The boast, “We transformed our customer engagement,” after some noticeable impact following new systems, training, and performance measures implementation is typical. It is a change—maybe even a good one. But it does not rise to the level of transformation unless how the customers are treated has truly changed and the organization does it “even in the dark when nobody’s watching.” New behaviour usually goes through a few bumps and refinements, so transformation only happens eventually anyway. This is key.

Nature provides examples. A predatory bird that develops feathers to fly near silently and eyes that allow it to see with fierce perspicacity in the dark would be significantly changed. It might be an owl not a hawk. But we’re still talking about a bird. On the other hand, a prehistoric beast that eventually becomes a chicken has transformed. Closer to home, selectively breed a wolf for traits such as domesticity and loyalty, and you end up with a husky.
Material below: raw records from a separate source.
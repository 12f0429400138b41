//! Category handlers. Every route here requires an authenticated owner.

use actix_web::{HttpResponse, web};
use uuid::Uuid;

use folio_core::domain::{CategoryDraft, CategoryPatch};
use folio_core::search::CategorySortField;
use folio_shared::ApiResponse;
use folio_shared::dto::{CategoryRequest, PageParams};

use super::search::{build_query, search_body, summary};
use crate::middleware::auth::Identity;
use crate::middleware::error::AppResult;
use crate::state::AppState;

/// POST /api/categories
pub async fn create(
    state: web::Data<AppState>,
    identity: Identity,
    body: web::Json<CategoryRequest>,
) -> AppResult<HttpResponse> {
    let req = body.into_inner();
    let draft = CategoryDraft {
        name: req.name,
        title: req.title,
        keywords: req.keywords,
        description: req.description,
    };

    let category = state.categories.create(identity.owner_id, draft).await?;

    Ok(HttpResponse::Created().json(ApiResponse::ok(
        201,
        "Category created successfully",
        category,
    )))
}

/// POST /api/categories/search
pub async fn search(
    state: web::Data<AppState>,
    identity: Identity,
    params: web::Query<PageParams>,
    body: web::Bytes,
) -> AppResult<HttpResponse> {
    let query = build_query::<CategorySortField>(&params, search_body(&body)?)?;
    let page = state.categories.search(identity.owner_id, &query).await?;
    let pagination = summary(&query, page.total_records);

    Ok(HttpResponse::Ok().json(ApiResponse::page(
        "Categories fetched successfully",
        page.records,
        pagination,
    )))
}

/// PUT /api/categories/{id}
pub async fn update(
    state: web::Data<AppState>,
    identity: Identity,
    path: web::Path<Uuid>,
    body: web::Json<CategoryRequest>,
) -> AppResult<HttpResponse> {
    let req = body.into_inner();
    let patch = CategoryPatch {
        name: req.name,
        title: req.title,
        keywords: req.keywords,
        description: req.description,
    };

    let category = state
        .categories
        .update(identity.owner_id, path.into_inner(), patch)
        .await?;

    Ok(HttpResponse::Ok().json(ApiResponse::ok(
        200,
        "Category updated successfully",
        category,
    )))
}

/// DELETE /api/categories/{id}
pub async fn delete(
    state: web::Data<AppState>,
    identity: Identity,
    path: web::Path<Uuid>,
) -> AppResult<HttpResponse> {
    state
        .categories
        .delete(identity.owner_id, path.into_inner())
        .await?;

    Ok(HttpResponse::Ok().json(ApiResponse::message(200, "Category deleted successfully")))
}

/// GET /api/categories/list
pub async fn list(state: web::Data<AppState>, identity: Identity) -> AppResult<HttpResponse> {
    let summaries = state.categories.list(identity.owner_id).await?;

    Ok(HttpResponse::Ok().json(ApiResponse::ok(
        200,
        "Category list fetched successfully",
        summaries,
    )))
}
That is a transformation. Taming an individual wolf is not.

Organizational transformation does not take thousands of years, but the principle is the same: change is not necessarily transformation.

Organizations can change. Some organizations can transform. Some have to—as long lists of case studies attest. The ongoing march of digitization is (or will be) a compelling cause of transformation for most organizations. Digitization has transformed music, photography, telephony, and communications of every sort. It threatens healthcare, manufacturing, and transportation. We see the effects of digitization on work, community, and even knowledge/intelligence. It will eventually reverberate through and transform everything.

Digitization has followed a logarithmic trajectory over the past half-century, its impact exponentially more pervasive every year. Although the pace will eventually abate, for now its tide is rising and transformation is on the horizon all around.

The thing about real transformation is it doesn’t happen at once. Transformation—particularly the kind driven by digitization—is an evolutionary proposition and long-term commitment likely to outlast most careers. Senior executives, particularly CEOs upon whom digital (well, any) transformation has to rest, need to remain fully aware of their place in the timeline of their organization and recall that changes on their watch are just (valuable) contributions to the longer-term, on-going transformation of the organization.

Senior leaders have to be patient with transformation despite its moment of fashion receding. Transformation will soon be overtaken by “reinvention” and other novel marketing words. Old wine in new bottles! Whatever the name, when it comes to the wave of digitization we are living through, bear in mind three things.

  1. Digital will inexorably and repeatedly damage all you rely on from business models to operating processes to stakeholder (customer) relationships and beyond.
  2. Your organization will either repeatedly change or perish through this period of digital transformation, which may persist another decade or another century.
  3. Like a child become an adult, your organization’s ultimate digital transformation will be the result of continuing, sometimes enormous but mostly imperceptible changes; some formal, others informal.

So: transformation is a journey not a destination. You cannot get to the end except through the middle. And the only way to get through the middle is to stick with transformation—no matter how unpalatable.